use std::collections::VecDeque;
use std::f64::consts;

use rustfft::num_complex::Complex;

use crate::{DigSigProcErr, Sample};
use crate::config::TrackingConfig;
use crate::filters::{self, ScalarFilter, SecondOrderFIR, ThirdOrderLoopFilter};
use crate::gnss::synchro::SignalType;
use crate::utils;

pub mod lock_detectors;

pub const DEFAULT_CN0_LO_DB_HZ:f64 = 25.0;
pub const DEFAULT_CN0_HI_DB_HZ:f64 = 30.0;
pub const DEFAULT_CARRIER_LOCK_THRESHOLD:f64 = 0.6;
pub const DEFAULT_LOSS_LIMIT_SYMBOLS:usize = 50;
const LOCK_WINDOW_SYMBOLS:usize = 20;

/// Carrier-to-noise hysteresis state: optimistic above `cn0_hi`, pessimistic
/// below `cn0_lo`, loss declared after `loss_limit` consecutive pessimistic
/// symbols.
#[derive(Debug, Clone, Copy, PartialEq, Eq)]
pub enum LockState {
	OptimisticLock,
	PessimisticLock,
}

#[derive(Debug)]
pub enum TrackingResult {
	NotReady,
	/// One prompt correlator output per code period, tagged with the index
	/// of the last sample that went into it.
	Symbol{ prompt:Complex<f64>, symbol_idx:usize },
	Err(DigSigProcErr),
}

/// Closed-loop DLL/PLL tracker, generic over the signal through its code
/// table: ±1 chips for GPS L1 C/A, sub-carrier-modulated half chips for
/// Galileo E1-B.  One loop update per code period.
pub struct Tracking {
	pub signal: SignalType,
	pub prn: usize,
	pub fs: f64,

	// Carrier NCO; the acquisition Doppler is the base rate and the loop
	// filter, which carries its own integrators, supplies the offset
	carrier: Complex<f64>,
	carrier_inc: Complex<f64>,
	carrier_dphase_base_rad: f64,
	carrier_dphase_rad: f64,
	carrier_phase_cycles: f64,

	// Code NCO; phase and rate are in table units (chips or half chips)
	code_phase: f64,
	code_dphase: f64,
	code_table: Vec<f64>,
	table_units_per_sec: f64,
	spacing_units: f64,
	next_block_length: usize,

	carrier_filter: ThirdOrderLoopFilter,
	code_filter: SecondOrderFIR,
	use_atan2: bool,

	sample_buffer: Vec<(Complex<f64>, usize)>,
	prompt_buffer: VecDeque<(Complex<f64>, usize)>,

	lock_state: LockState,
	pessimistic_count: usize,
	pub cn0_lo_db_hz: f64,
	pub cn0_hi_db_hz: f64,
	pub threshold_carrier_lock: f64,
	pub loss_limit_symbols: usize,
	last_cn0_db_hz: f64,
	last_carrier_lock_test: f64,

	// Satellite time of week at the end of the last emitted symbol, once
	// the telemetry decoder has established it
	sv_tow_sec: Option<f64>,

	dump: Option<crate::io::TraceDump>,
}

impl Tracking {

	pub fn last_cn0_db_hz(&self) -> f64 { self.last_cn0_db_hz }
	pub fn last_carrier_lock_test(&self) -> f64 { self.last_carrier_lock_test }
	pub fn lock_state(&self) -> LockState { self.lock_state }
	pub fn carrier_freq_hz(&self) -> f64 { (self.carrier_dphase_rad * self.fs) / (2.0 * consts::PI) }
	pub fn carrier_phase_cycles(&self) -> f64 { self.carrier_phase_cycles }
	pub fn code_phase_samples(&self) -> f64 { self.code_phase / (self.code_dphase.max(1.0e-12)) }
	pub fn sv_tow_sec(&self) -> Option<f64> { self.sv_tow_sec }

	/// Telemetry clock handover: called when a frame boundary fixes the
	/// satellite time of the symbol that just ended.
	pub fn set_sv_tow_sec(&mut self, tow:f64) { self.sv_tow_sec = Some(tow); }

	/// Restarts the loops from a fresh acquisition estimate.
	pub fn initialize(&mut self, acq_doppler_hz:f64) {
		let acq_carrier_rad_per_sec = acq_doppler_hz * 2.0 * consts::PI;
		self.carrier = Complex{ re: 1.0, im: 0.0 };
		self.carrier_dphase_base_rad = acq_carrier_rad_per_sec / self.fs;
		self.carrier_dphase_rad = self.carrier_dphase_base_rad;
		self.carrier_inc = Complex{ re: self.carrier_dphase_rad.cos(), im: -self.carrier_dphase_rad.sin() };
		self.carrier_phase_cycles = 0.0;

		let radial_velocity_factor:f64 = (self.signal.carrier_freq_hz() + acq_doppler_hz) / self.signal.carrier_freq_hz();
		self.code_phase = 0.0;
		self.code_dphase = (radial_velocity_factor * self.table_units_per_sec) / self.fs;
		self.next_block_length = ((self.code_table.len() as f64) / self.code_dphase).floor() as usize;

		self.carrier_filter.initialize();
		self.code_filter.initialize();

		self.sample_buffer.clear();
		self.prompt_buffer.clear();

		self.lock_state = LockState::OptimisticLock;
		self.pessimistic_count = 0;
		self.last_cn0_db_hz = 0.0;
		self.last_carrier_lock_test = 0.0;
		self.sv_tow_sec = None;
	}

	fn correlate_block(&mut self, block:&[Complex<f64>]) -> (Complex<f64>, Complex<f64>, Complex<f64>) {
		let table_len = self.code_table.len();
		let mut early  = Complex{ re: 0.0, im: 0.0 };
		let mut prompt = Complex{ re: 0.0, im: 0.0 };
		let mut late   = Complex{ re: 0.0, im: 0.0 };
		for x in block {
			let early_idx  = utils::wrap_floor(self.code_phase + self.spacing_units, table_len);
			let prompt_idx = utils::wrap_floor(self.code_phase, table_len);
			let late_idx   = utils::wrap_floor(self.code_phase - self.spacing_units, table_len);
			self.code_phase += self.code_dphase;
			early  += self.code_table[early_idx]  * x;
			prompt += self.code_table[prompt_idx] * x;
			late   += self.code_table[late_idx]   * x;
		}
		self.code_phase -= table_len as f64;
		(early, prompt, late)
	}

	fn update_lock_status(&mut self) -> bool {
		if self.prompt_buffer.len() < LOCK_WINDOW_SYMBOLS { return true; }
		let coh_t = self.signal.code_period_sec();
		self.last_cn0_db_hz = lock_detectors::cn0_snv_estimator(&self.prompt_buffer, coh_t);
		self.last_carrier_lock_test = lock_detectors::carrier_lock_detector(&self.prompt_buffer);

		// Hysteresis: only climb back to optimistic above the high threshold
		match self.lock_state {
			LockState::OptimisticLock => {
				if self.last_cn0_db_hz < self.cn0_lo_db_hz || self.last_carrier_lock_test < self.threshold_carrier_lock {
					self.lock_state = LockState::PessimisticLock;
				}
			},
			LockState::PessimisticLock => {
				if self.last_cn0_db_hz > self.cn0_hi_db_hz && self.last_carrier_lock_test >= self.threshold_carrier_lock {
					self.lock_state = LockState::OptimisticLock;
				}
			},
		}

		self.lock_state == LockState::OptimisticLock
	}

	/// Feeds one sample; returns a prompt symbol every code period.
	pub fn apply(&mut self, s:&Sample) -> TrackingResult {
		self.carrier = self.carrier * self.carrier_inc;
		self.carrier_phase_cycles += self.carrier_dphase_rad / (2.0 * consts::PI);
		self.sample_buffer.push((s.val * self.carrier, s.idx));

		if self.sample_buffer.len() < self.next_block_length {
			return TrackingResult::NotReady;
		}

		let block:Vec<Complex<f64>> = self.sample_buffer.iter().map(|(c, _)| *c).collect();
		let symbol_idx = self.sample_buffer.last().map(|(_, i)| *i).unwrap_or(0);
		self.sample_buffer.clear();

		let (early, prompt, late) = self.correlate_block(&block);

		// Costas discriminator; the four-quadrant form is only sound when
		// data transitions are known absent
		let carrier_error_rad = if self.use_atan2 {
			prompt.im.atan2(prompt.re)
		} else if prompt.re == 0.0 {
			0.0
		} else {
			(prompt.im / prompt.re).atan()
		};
		let freq_correction_rad_per_sec = self.carrier_filter.apply(carrier_error_rad);
		self.carrier_dphase_rad = self.carrier_dphase_base_rad + freq_correction_rad_per_sec / self.fs;
		self.carrier_inc = Complex{ re: self.carrier_dphase_rad.cos(), im: -self.carrier_dphase_rad.sin() };

		// Normalized non-coherent early-late discriminator
		let code_error = {
			let e = early.norm();
			let l = late.norm();
			if e + l == 0.0 { 0.0 } else { 0.5 * (e - l) / (e + l) }
		};
		self.code_dphase += self.code_filter.apply(code_error / self.fs);
		self.next_block_length = (((self.code_table.len() as f64) - self.code_phase) / self.code_dphase).ceil().max(1.0) as usize;

		// Keep the carrier from drifting off the unit circle
		self.carrier = self.carrier / self.carrier.norm();

		self.prompt_buffer.push_back((prompt, symbol_idx));
		while self.prompt_buffer.len() > LOCK_WINDOW_SYMBOLS { self.prompt_buffer.pop_front(); }

		if let Some(tow) = self.sv_tow_sec {
			self.sv_tow_sec = Some(tow + self.signal.code_period_sec());
		}

		let dump_carrier_hz = self.carrier_freq_hz();
		let dump_cn0 = self.last_cn0_db_hz;
		if let Some(d) = &mut self.dump {
			if let Err(e) = d.write_record(&[prompt.re, prompt.im, dump_cn0, dump_carrier_hz]) {
				log::warn!("tracking dump write failed: {}", e);
			}
		}

		if self.update_lock_status() {
			if self.pessimistic_count > 0 { self.pessimistic_count -= 1; }
		} else {
			self.pessimistic_count += 1;
			if self.pessimistic_count > self.loss_limit_symbols {
				return TrackingResult::Err(DigSigProcErr::LossOfLock);
			}
		}

		TrackingResult::Symbol{ prompt, symbol_idx }
	}

}

/// Builds a tracker for one PRN of one signal; loop bandwidths come from the
/// tracking configuration, spacing and code tables from the signal.
pub fn new_tracker(signal:SignalType, prn:usize, fs:f64, acq_doppler_hz:f64, cfg:&TrackingConfig) -> Tracking {
	let pdi = signal.code_period_sec();

	let (code_table, table_units_per_sec, spacing_units):(Vec<f64>, f64, f64) = match signal {
		SignalType::GpsL1Ca => {
			let chips:Vec<f64> = crate::gnss::gps_l1_ca::signal::code_chips(prn).iter().map(|&c| c as f64).collect();
			(chips, crate::gnss::gps_l1_ca::CODE_RATE_CHIPS_PER_SEC, 0.5)
		},
		SignalType::GalileoE1B => {
			// Half-chip table carrying the BOC(1,1) sub-carrier sign
			let chips = crate::gnss::galileo_e1::signal::code_chips(prn);
			let mut table:Vec<f64> = Vec::with_capacity(chips.len() * 2);
			for c in chips {
				table.push(c as f64);
				table.push(-(c as f64));
			}
			(table, 2.0 * crate::gnss::galileo_e1::CODE_RATE_CHIPS_PER_SEC, 1.0)
		},
	};

	let (dll_b0, dll_b1) = filters::second_order_loop_coefficients(cfg.dll_bw_hz, pdi);

	let mut trk = Tracking {
		signal, prn, fs,
		carrier: Complex{ re: 1.0, im: 0.0 },
		carrier_inc: Complex{ re: 1.0, im: 0.0 },
		carrier_dphase_base_rad: 0.0,
		carrier_dphase_rad: 0.0,
		carrier_phase_cycles: 0.0,
		code_phase: 0.0,
		code_dphase: 0.0,
		code_table,
		table_units_per_sec,
		spacing_units,
		next_block_length: 0,
		carrier_filter: ThirdOrderLoopFilter::new(cfg.pll_bw_hz, pdi),
		code_filter: SecondOrderFIR::new(dll_b0, dll_b1),
		use_atan2: false,
		sample_buffer: vec![],
		prompt_buffer: VecDeque::new(),
		lock_state: LockState::OptimisticLock,
		pessimistic_count: 0,
		cn0_lo_db_hz: DEFAULT_CN0_LO_DB_HZ,
		cn0_hi_db_hz: DEFAULT_CN0_HI_DB_HZ,
		threshold_carrier_lock: DEFAULT_CARRIER_LOCK_THRESHOLD,
		loss_limit_symbols: DEFAULT_LOSS_LIMIT_SYMBOLS,
		last_cn0_db_hz: 0.0,
		last_carrier_lock_test: 0.0,
		sv_tow_sec: None,
		dump: if cfg.dump {
			match crate::io::TraceDump::create(&cfg.dump_filename) {
				Ok(d) => Some(d),
				Err(e) => { log::warn!("cannot open tracking dump {}: {}", cfg.dump_filename, e); None },
			}
		} else { None },
	};
	trk.initialize(acq_doppler_hz);
	trk
}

·····

(What is expected): In how many lines of the data does the string "None" occur? Answer with the number and nothing else.

(Solution for this problem): 4